**REQUIRED WORK:** Until the line containing "a stored value." has been reproduced, keep reproducing each line of the material below exactly, starting with the first.
------------------------------
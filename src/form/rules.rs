//! Declarative per-field rule table.
//!
//! Each [`FieldName`] maps to one [`FieldRule`]: how raw input is turned into a
//! stored value, which predicate the stored value must satisfy, and the message
//! reported when it does not. The engine iterates this table uniformly instead
//! of wiring a handler per field.

use super::format::{format_phone, format_pin, is_price_input};
use super::validate::{is_valid_email, is_valid_name, is_valid_phone, is_valid_pin, is_valid_price};
use crate::domain::FieldName;

/// How raw input becomes a stored value.
#[derive(Debug, Clone, Copy, PartialEq, Eq)]
pub enum Formatter {
    /// Stored exactly as typed.
    Verbatim,
    /// `(AAA) BBB-CCCC` phone mask.
    Phone,
    /// Sixteen-digit PIN, grouped only while visible.
    Pin,
    /// Free decimal typing; inputs outside the price shape are refused.
    Price,
}

impl Formatter {
    /// Applies the formatter to `raw`.
    ///
    /// Returns `None` when the input is refused and the stored value must stay
    /// as it was.
    #[must_use]
    pub fn apply(self, raw: &str, pin_visible: bool) -> Option<String> {
        match self {
            Self::Verbatim => Some(raw.to_string()),
            Self::Phone => Some(format_phone(raw)),
            Self::Pin => Some(format_pin(raw, pin_visible)),
            Self::Price => is_price_input(raw).then(|| raw.to_string()),
        }
    }
}

/// Predicate a stored value must satisfy.
#[derive(Debug, Clone, Copy, PartialEq, Eq)]
pub enum Validator {
    Name,
    Phone,
    Email,
    Price,
    Pin,
}

impl Validator {
    #[must_use]
    pub fn check(self, value: &str) -> bool {
        match self {
            Self::Name => is_valid_name(value),
            Self::Phone => is_valid_phone(value),
            Self::Email => is_valid_email(value),
            Self::Price => is_valid_price(value),
            Self::Pin => is_valid_pin(value),
        }
    }
}

/// Formatting, validation and messaging for one field.
#[derive(Debug, Clone, Copy, PartialEq, Eq)]
pub struct FieldRule {
    pub field: FieldName,
    pub formatter: Formatter,
    pub validator: Validator,
    pub message: &'static str,
}

impl FieldRule {
    /// Validates `value`, returning this rule's message on failure.
    #[must_use]
    pub fn validate(&self, value: &str) -> Option<&'static str> {
        (!self.validator.check(value)).then_some(self.message)
    }
}

/// The rule table, indexed by [`FieldName::index`].
pub static RULES: [FieldRule; FieldName::COUNT] = [
    FieldRule {
        field: FieldName::FirstName,
        formatter: Formatter::Verbatim,
        validator: Validator::Name,
        message: "First name must be at least 2 characters",
    },
    FieldRule {
        field: FieldName::LastName,
        formatter: Formatter::Verbatim,
        validator: Validator::Name,
        message: "Last name must be at least 2 characters",
    },
    FieldRule {
        field: FieldName::PhoneNumber,
        formatter: Formatter::Phone,
        validator: Validator::Phone,
        message: "Please enter a valid 10-digit phone number",
    },
    FieldRule {
        field: FieldName::EmailAddress,
        formatter: Formatter::Verbatim,
        validator: Validator::Email,
        message: "Please enter a valid email address",
    },
    FieldRule {
        field: FieldName::PriceGuess,
        formatter: Formatter::Price,
        validator: Validator::Price,
        message: "Please enter a valid price between $0.01 and $10,000.00",
    },
    FieldRule {
        field: FieldName::Pin,
        formatter: Formatter::Pin,
        validator: Validator::Pin,
        message: "PIN must be exactly 16 digits",
    },
];

impl FieldName {
    /// The rule governing this field.
    #[must_use]
    pub fn rule(self) -> &'static FieldRule {
        &RULES[self.index()]
    }
}

#[cfg(test)]
mod tests {
    use super::*;

    #[test]
    fn table_is_indexed_by_field() {
        for field in FieldName::ALL {
            assert_eq!(field.rule().field, field);
        }
    }

    #[test]
    fn price_formatter_refuses_bad_shapes() {
        assert_eq!(Formatter::Price.apply("12.5", false), Some("12.5".into()));
        assert_eq!(Formatter::Price.apply("12.555", false), None);
        assert_eq!(Formatter::Price.apply("", false), Some(String::new()));
    }

    #[test]
    fn verbatim_keeps_whitespace() {
        assert_eq!(Formatter::Verbatim.apply("  Al ", false), Some("  Al ".into()));
    }

    #[test]
    fn validate_returns_the_rule_message() {
        let rule = FieldName::EmailAddress.rule();
        assert_eq!(rule.validate("nope"), Some("Please enter a valid email address"));
        assert_eq!(rule.validate("x@y.com"), None);
    }
}
//! In-memory sink.

use super::SubmissionSink;
use crate::domain::{Result, ValidatedPayload};

/// Collects delivered payloads in order.
#[derive(Debug, Default, Clone)]
pub struct MemorySink {
    payloads: Vec<ValidatedPayload>,
}

impl MemorySink {
    #[must_use]
    pub fn delivered(&self) -> &[ValidatedPayload] {
        &self.payloads
    }

    /// Takes every payload delivered so far, leaving the sink empty.
    pub fn drain(&mut self) -> Vec<ValidatedPayload> {
        std::mem::take(&mut self.payloads)
    }
}

impl SubmissionSink for MemorySink {
    fn deliver(&mut self, payload: &ValidatedPayload) -> Result<()> {
        self.payloads.push(payload.clone());
        Ok(())
    }
}
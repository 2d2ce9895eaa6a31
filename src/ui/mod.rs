//! User interface rendering layer.
//!
//! Transforms application state into ANSI-styled terminal output:
//!
//! ```text
//! AppState → compute_viewmodel → FormViewModel → render → ANSI Output
//!               │
//!               └─ field::present (per field) → FieldRender
//! ```
//!
//! # Modules
//!
//! - [`field`]: Presentation adapter from field state to a render description
//! - [`viewmodel`]: View model types representing renderable UI state
//! - [`renderer`]: Top-level rendering coordinator
//! - [`components`]: Composable UI component renderers
//! - [`helpers`]: Cursor positioning and text fitting
//! - [`theme`]: Color schemes and ANSI escape sequence generation

pub mod components;
pub mod field;
pub mod helpers;
pub mod renderer;
pub mod theme;
pub mod viewmodel;

pub use field::{present, Decoration, FieldProps, FieldRender, InputKind, Suffix};
pub use renderer::render;
pub use theme::Theme;
pub use viewmodel::{FooterInfo, FormViewModel, HeaderInfo, StatusLine, SubmitButton};
//! Vehicle factory
//!
//! Builds typed vehicles from the text tags used by the store.

use chrono::{DateTime, NaiveDate, Utc};

use crate::models::{StationId, Vehicle, VehicleId, VehicleKind, VehicleStatus, FULL_BATTERY};
use crate::repositories::vehicle_repository::VehicleRow;
use crate::utils::errors::{FleetError, FleetResult};

pub struct VehicleFactory;

impl VehicleFactory {
    /// Maps a type tag to a kind. Electric kinds take `battery_level`, or a
    /// full battery when none is given.
    pub fn kind_from_tag(type_tag: &str, battery_level: Option<u8>) -> FleetResult<VehicleKind> {
        let battery_level = battery_level.unwrap_or(FULL_BATTERY).min(FULL_BATTERY);
        match type_tag.trim().to_ascii_lowercase().as_str() {
            "bicycle" | "bike" => Ok(VehicleKind::Bicycle),
            "electric_bicycle" | "electric bicycle" | "ebike" | "e-bike" => {
                Ok(VehicleKind::ElectricBicycle { battery_level })
            }
            "scooter" | "electric_scooter" => Ok(VehicleKind::Scooter { battery_level }),
            other => Err(FleetError::InvalidState(format!(
                "unknown vehicle type '{}'",
                other
            ))),
        }
    }

    /// Fresh vehicle, available and docked at `station_id`
    pub fn create(
        type_tag: &str,
        id: impl Into<VehicleId>,
        station_id: StationId,
    ) -> FleetResult<Vehicle> {
        let kind = Self::kind_from_tag(type_tag, None)?;
        Ok(Vehicle::new(id, kind, station_id))
    }

    /// Restores a vehicle from its stored row
    pub fn from_row(row: &VehicleRow) -> FleetResult<Vehicle> {
        let battery_level = row
            .battery_level
            .map(|level| level.clamp(0, FULL_BATTERY as i64) as u8);
        let kind = Self::kind_from_tag(&row.vehicle_type, battery_level)?;
        let status = VehicleStatus::parse(&row.status)?;

        let rides_since_treatment = u32::try_from(row.rides_since_last_treated).map_err(|_| {
            FleetError::InvalidState(format!(
                "vehicle '{}' has a ride counter out of range ({})",
                row.vehicle_id, row.rides_since_last_treated
            ))
        })?;

        let last_treated_date = match row.last_treated_date.as_deref() {
            Some(value) if !value.trim().is_empty() => Some(parse_treated_date(&row.vehicle_id, value)?),
            _ => None,
        };

        Ok(Vehicle {
            id: row.vehicle_id.clone(),
            kind,
            station_id: row.station_id,
            status,
            rides_since_treatment,
            last_treated_date,
        })
    }
}

/// Accepts RFC 3339 timestamps or plain `YYYY-MM-DD` dates (taken as midnight UTC)
fn parse_treated_date(vehicle_id: &str, value: &str) -> FleetResult<DateTime<Utc>> {
    let value = value.trim();
    if let Ok(timestamp) = DateTime::parse_from_rfc3339(value) {
        return Ok(timestamp.with_timezone(&Utc));
    }
    NaiveDate::parse_from_str(value, "%Y-%m-%d")
        .ok()
        .and_then(|date| date.and_hms_opt(0, 0, 0))
        .map(|naive| naive.and_utc())
        .ok_or_else(|| {
            FleetError::InvalidState(format!(
                "vehicle '{}' has an unreadable treatment date '{}'",
                vehicle_id, value
            ))
        })
}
------------------------------
**ANSWER TO THIS TASK:**
filename src/form/rules.rs
//! Declarative per-field rule table.
//!
//! Each [`FieldName`] maps to one [`FieldRule`]: how raw input is turned into a
//! stored value, which predicate the stored value must satisfy, and the message
//! reported when it does not. The engine iterates this table uniformly instead
//! of wiring a handler per field.

use super::format::{format_phone, format_pin, is_price_input};
use super::validate::{is_valid_email, is_valid_name, is_valid_phone, is_valid_pin, is_valid_price};
use crate::domain::FieldName;

/// How raw input becomes a stored value.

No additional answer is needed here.